Baik teman-teman Lavina akan berangkat sekolah dengan seorang Adibrata Nandana.
Tidak ada percakapan diantara kami, kalimat terakhir yang keluar dari mulutnya yaitu ketika ia bersedia mengangkut ku untuk sekolah. Aku pun tidak berniat untuk membuka percakapan. Bukan aku tidak mau berbasa-basi tapi dikondisi ini kami tidak cukup mengenal satu sama lain. Aku awalnya tidak yakin ia masih mengenal ku mengingat dulu kami pernah dalam satu gugus sewaktu Masa Pengenalan Lingkungan Sekolah."Dib, gini duh gimana ya," demi apa aku bingung mulai darimana.
"Kalau mau ngomong ya ngomong aja "
Turun Lavina turun. Malu-maluin
"Gue sebenarnya ga enak nebeng gini sama lo, secara kita nggak begitu dekat,"
"Membantu seseorang nggak harus kenal,dekat,ataupun akrab dulu. Kalau nunggu akrab dulu, pasien-pasien di rumah sakit keburu lewat karna harus mengakrabkan diri dulu sama dokter biar di tolongin."

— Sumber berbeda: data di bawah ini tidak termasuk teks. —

impl Interpreter {
    pub fn new() -> Interpreter {
        Self::new_with_resolver(HashMap::new())
    }

    pub fn new_with_resolver(locals: HashMap<ExprId, usize>) -> Interpreter {
        let globals = native_functions::globals();
        Self {
            environment: Rc::clone(&globals),
            globals,
            locals,
        }
    }

    /// Runs a whole program. A runtime error aborts it; the error is
    /// reported and the process flagged for a failing exit code.
    pub fn interpret(&mut self, statements: &[Stmt]) {
        for statement in statements {
            match self.execute(statement) {
                Ok(()) => continue,
                Err(error) => {
                    error::runtime_error(error);
                    break;
                }
            }
        }
    }

    /// Executes the statements against the given environment, restoring
    /// the previous one on every exit path — including the `return`
    /// unwind and runtime errors — so closures capturing the chain always
    /// see it well-formed.
    pub fn execute_block(
        &mut self,
        statements: &[Stmt],
        environment: MutableEnvironment,
    ) -> Result<(), Error> {
        let previous = mem::replace(&mut self.environment, environment);
        let result = statements
            .iter()
            .try_for_each(|statement| self.execute(statement));
        self.environment = previous;
        result
    }

    /// The statement analogue of evaluate(). Statements produce no value,
    /// so the success type is unit.
    fn execute(&mut self, stmt: &Stmt) -> Result<(), Error> {
        match stmt {
            Stmt::Expression { expression } => {
                self.evaluate(expression)?;
                Ok(())
            }
            Stmt::Print { expression } => {
                let evaluated = self.evaluate(expression)?;
                println!("{evaluated}");
                Ok(())
            }
            Stmt::Var { name, initializer } => {
                let value = match initializer {
                    Some(expr) => self.evaluate(expr)?,
                    None => Nil,
                };
                self.environment
                    .borrow_mut()
                    .define(name.lexeme.clone(), value);
                Ok(())
            }
            Stmt::Block { statements } => {
                let scope = Environment::new_enclosing(&self.environment);
                self.execute_block(statements, scope)
            }
            Stmt::If {
                condition,
                then_branch,
                else_branch,
            } => {
                if self.evaluate(condition)?.is_truthy() {
                    self.execute(then_branch)?;
                } else if let Some(else_branch) = else_branch {
                    self.execute(else_branch)?;
                }
                Ok(())
            }
            Stmt::While { condition, body } => {
                // The condition re-evaluates before every iteration.
                while self.evaluate(condition)?.is_truthy() {
                    self.execute(body)?;
                }
                Ok(())
            }
            Stmt::For {
                initializer,
                condition,
                increment,
                body,
            } => {
                // A loop variable declared in the initializer lives in a
                // scope wrapping exactly the loop; any other initializer
                // runs in the surrounding scope. The resolver opens the
                // same scope under the same condition.
                let scoped = matches!(initializer.as_deref(), Some(Stmt::Var { .. }));
                let previous = Rc::clone(&self.environment);
                if scoped {
                    self.environment = Environment::new_enclosing(&previous);
                }
                let result = self.execute_for(
                    initializer.as_deref(),
                    condition.as_ref(),
                    increment.as_ref(),
                    body,
                );
                self.environment = previous;
                result
            }
            Stmt::Function { decl } => {
                // A function declaration converts the compile-time
                // representation to its runtime one, closing over the
                // surrounding environment where it is declared.
                let function =
                    Function::new(Rc::clone(decl), Rc::clone(&self.environment), false);
                self.environment.borrow_mut().define(
                    decl.name.lexeme.clone(),
                    Object::Function(Rc::new(function)),
                );
                Ok(())
            }
            Stmt::Return { value, .. } => {
                let return_value = match value {
                    Some(expr) => self.evaluate(expr)?,
                    None => Nil,
                };

                // A return can sit arbitrarily deep inside the body it
                // exits. The unwind rides the error channel up through
                // every enclosing statement to the code that began
                // executing the body, in Function::call.
                Err(Error::Return(return_value))
            }
            Stmt::Class {
                name,
                superclass,
                methods,
            } => self.execute_class(name, superclass.as_ref(), methods),
        }
    }

    fn execute_for(
        &mut self,
        initializer: Option<&Stmt>,
        condition: Option<&Expr>,
        increment: Option<&Expr>,
        body: &Stmt,
    ) -> Result<(), Error> {
        if let Some(initializer) = initializer {
            self.execute(initializer)?;
        }
        loop {
            // An absent condition loops until something unwinds.
            if let Some(condition) = condition {
                if !self.evaluate(condition)?.is_truthy() {
                    return Ok(());
                }
            }
            self.execute(body)?;
            if let Some(increment) = increment {
                self.evaluate(increment)?;
            }
        }
    }

    fn execute_class(
        &mut self,
        name: &Token,
        superclass: Option<&Expr>,
        methods: &[Rc<FunctionDeclaration>],
    ) -> Result<(), Error> {
        let superclass_object = match superclass {
            Some(expr) => match self.evaluate(expr)? {
                Object::Class(class) => Some(class),
                _ => {
                    let blame = match expr {
                        Expr::Variable { name, .. } => name,
                        _ => name,
                    };
                    return Err(Error::RuntimeError(
                        blame.clone(),
                        "Superclass must be a class.".to_string(),
                    ));
                }
            },
            None => None,
        };

        // Defined first, assigned after construction: the two-step dance
        // lets methods refer to the class by name.
        self.environment
            .borrow_mut()
            .define(name.lexeme.clone(), Nil);

        // Methods of a subclass close over one extra scope where `super`
        // is bound to the superclass object.
        let previous = Rc::clone(&self.environment);
        if let Some(class) = &superclass_object {
            self.environment = Environment::new_enclosing(&previous);
            self.environment
                .borrow_mut()
                .define("super".to_string(), Object::Class(Rc::clone(class)));
        }

        let mut method_table = HashMap::new();
        for method in methods {
            let is_initializer = method.name.lexeme == "init";
            let function = Function::new(
                Rc::clone(method),
                Rc::clone(&self.environment),
                is_initializer,
            );
            method_table.insert(method.name.lexeme.clone(), function);
        }

        let class = Class::new(name.lexeme.clone(), superclass_object, method_table);

        if superclass.is_some() {
            self.environment = previous;
        }

        self.environment
            .borrow_mut()
            .assign(name, Object::Class(Rc::new(class)))
    }

    /// Evaluates an Expr tree node and produces a value. Each kind of
    /// expression has a chunk of code here that knows how to evaluate it.
    pub fn evaluate(&mut self, expression: &Expr) -> Result<Object, Error> {
        match expression {
            Expr::Literal { value } => Ok(value.clone()),
            Expr::Grouping { expression } => self.evaluate(expression),
            Expr::Unary { operator, right } => {
                let value = self.evaluate(right)?;
                match (&operator.token_type, value) {
                    (MINUS, Number(n)) => Ok(Number(-n)),
                    (BANG, value) => Ok(Boolean(!value.is_truthy())),
                    _ => Err(Error::RuntimeError(
                        operator.clone(),
                        "Operand must be a number.".to_string(),
                    )),
                }
            }
            Expr::Binary {
                operator,
                left,
                right,
            } => {
                let left = self.evaluate(left)?;
                let right = self.evaluate(right)?;
                match (&operator.token_type, left, right) {
                    (STAR, Number(left), Number(right)) => Ok(Number(left * right)),
                    // Division by zero is IEEE-754: infinity or NaN, no trap.
                    (SLASH, Number(left), Number(right)) => Ok(Number(left / right)),
                    (MINUS, Number(left), Number(right)) => Ok(Number(left - right)),
                    (PLUS, Number(left), Number(right)) => Ok(Number(left + right)),
                    (PLUS, String(left), String(right)) => Ok(String(left + right.as_str())),
                    (GREATER, Number(left), Number(right)) => Ok(Boolean(left > right)),
                    (GREATER_EQUAL, Number(left), Number(right)) => Ok(Boolean(left >= right)),
                    (LESS, Number(left), Number(right)) => Ok(Boolean(left < right)),
                    (LESS_EQUAL, Number(left), Number(right)) => Ok(Boolean(left <= right)),
                    (BANG_EQUAL, left, right) => Ok(Boolean(!left.is_equal(&right))),
                    (EQUAL_EQUAL, left, right) => Ok(Boolean(left.is_equal(&right))),
                    (PLUS, _, _) => Err(Error::RuntimeError(
                        operator.clone(),
                        "Operands must be two numbers or two strings.".to_string(),
                    )),
                    _ => Err(Error::RuntimeError(
                        operator.clone(),
                        "Operands must be numbers.".to_string(),
                    )),
                }
            }
            Expr::Variable { id, name } => self.look_up_variable(name, *id),
            Expr::Assign { id, name, value } => {
                let value = self.evaluate(value)?;
                match self.locals.get(id) {
                    Some(distance) => {
                        self.environment.borrow_mut().assign_at(
                            *distance,
                            &name.lexeme,
                            value.clone(),
                        );
                    }
                    None => self.globals.borrow_mut().assign(name, value.clone())?,
                }
                // Assignment nests inside other expressions, so it has a
                // value: the one assigned.
                Ok(value)
            }
            Expr::Logical {
                operator,
                left,
                right,
            } => {
                let left = self.evaluate(left)?;

                // The left value decides whether to short-circuit; only
                // then does the right operand evaluate. The result is the
                // operand itself with its own truthiness, never a coerced
                // Boolean: `"hi" or 2` is "hi", `nil or "yes"` is "yes".
                if operator.token_type == OR {
                    if left.is_truthy() {
                        return Ok(left);
                    }
                } else if !left.is_truthy() {
                    return Ok(left);
                }

                self.evaluate(right)
            }
            Expr::Call {
                callee,
                paren,
                arguments,
            } => {
                let callee = self.evaluate(callee)?;

                let mut args = Vec::with_capacity(arguments.len());
                for argument in arguments {
                    args.push(self.evaluate(argument)?);
                }

                callee.call(self, args, paren)
            }
            Expr::Get { object, name } => {
                let object = self.evaluate(object)?;
                match &object {
                    Object::Instance(instance) => instance.borrow().get(name, &object),
                    _ => Err(Error::RuntimeError(
                        name.clone(),
                        "Only instances have properties.".to_string(),
                    )),
                }
            }
            Expr::Set {
                object,
                name,
                value,
            } => {
                let object = self.evaluate(object)?;
                let Object::Instance(instance) = object else {
                    return Err(Error::RuntimeError(
                        name.clone(),
                        "Only instances have fields.".to_string(),
                    ));
                };

                let value = self.evaluate(value)?;
                instance.borrow_mut().set(name, value.clone());
                Ok(value)
            }
            Expr::This { id, keyword } => self.look_up_variable(keyword, *id),
            Expr::Super { id, keyword, method } => self.evaluate_super(*id, keyword, method),
        }
    }

    fn look_up_variable(&self, name: &Token, id: ExprId) -> Result<Object, Error> {
        match self.locals.get(&id) {
            Some(distance) => self
                .environment
                .borrow()
                .get_at(*distance, &name.lexeme)
                .ok_or_else(|| undefined_variable(name, &name.lexeme)),
            None => self.globals.borrow().get(name),
        }
    }

    fn evaluate_super(
        &mut self,
        id: ExprId,
        keyword: &Token,
        method: &Token,
    ) -> Result<Object, Error> {
        let distance = *self
            .locals
            .get(&id)
            .ok_or_else(|| undefined_variable(keyword, "super"))?;

        let superclass = self
            .environment
            .borrow()
            .get_at(distance, "super")
            .ok_or_else(|| undefined_variable(keyword, "super"))?;
        let Object::Class(superclass) = superclass else {
            return Err(Error::RuntimeError(
                keyword.clone(),
                "Superclass must be a class.".to_string(),
            ));
        };

        // `this` is always bound one scope inside the one holding `super`.
        let object = self
            .environment
            .borrow()
            .get_at(distance - 1, "this")
            .ok_or_else(|| undefined_variable(keyword, "this"))?;

        match superclass.find_method(&method.lexeme) {
            Some(found) => Ok(Object::Function(Rc::new(found.bind(&object)))),
            None => Err(Error::RuntimeError(
                method.clone(),
                format!("Undefined property '{}'.", method.lexeme),
            )),
        }
    }
}
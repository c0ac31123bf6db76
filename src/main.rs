mod environment;
mod error;
mod expr;
mod interpreter;
mod lox;
mod native_functions;
mod parser;
mod resolver;
mod scanner;
mod stmt;
mod token;
mod value;

use anyhow::{Context, Result};
use std::env;
use std::fs;
use std::io::{self, Write};
use std::process::exit;

fn main() {
    let args: Vec<String> = env::args().collect();
    if args.len() < 3 {
        writeln!(io::stderr(), "Usage: {} <command> <filename>", args[0]).ok();
        exit(64);
    }

    let command = &args[1];
    let filename = &args[2];

    let source = match read_source(filename) {
        Ok(source) => source,
        Err(err) => {
            eprintln!("{err:#}");
            exit(74);
        }
    };

    match command.as_str() {
        "tokenize" => lox::tokenize(source),
        "parse" => lox::parse(source),
        "evaluate" => lox::evaluate(source),
        "run" => lox::run(source),
        _ => {
            writeln!(io::stderr(), "Unknown command: {}", command).ok();
            exit(64);
        }
    }

    if error::had_error() {
        exit(65);
    }
    if error::had_runtime_error() {
        exit(70);
    }
}

fn read_source(filename: &str) -> Result<String> {
    fs::read_to_string(filename).with_context(|| format!("Failed to read file {filename}"))
}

"Bener sih, tapi ini kasusnya beda. Hati manusia kan nggak ada yang tau. Bisa aja nih sebenarnya alasan gue nebeng biar bisa modus sama lo secara lo kan—" ujarku yang langsung di potongnya.
"Jadi sekarang alasan lo nebeng apa?"
"Ya supaya gue nggak telat ke sekolah lah karena rata-rata semua angkot ataupun bus penuh semua." ujarku spontan.
"Yaudah."
Yaudah doang? Jelas sekali disini siapa yang susah-susah memikirkan topik pembicaraan dan dengan santai nya mengakhirinya dengan kata "yaudah". Oke dia memang tak tertarik dengan percakapan ini.
Eeh kenapa jadi oleng-oleng seperti ini.
"Vin, kayanya ban motor gue bocor deh. Kita berhenti dulu"
"Gimana Dib?"
"Bocor, harus ditambal. Disekitar sini ga ada tambal ban dan kalau emang mau ditambal kita harus jalan sekitar 500 meter."
"Trus gimana Dib?
Belum sempat ia menjawab, sebuah mobil berhenti disamping kami.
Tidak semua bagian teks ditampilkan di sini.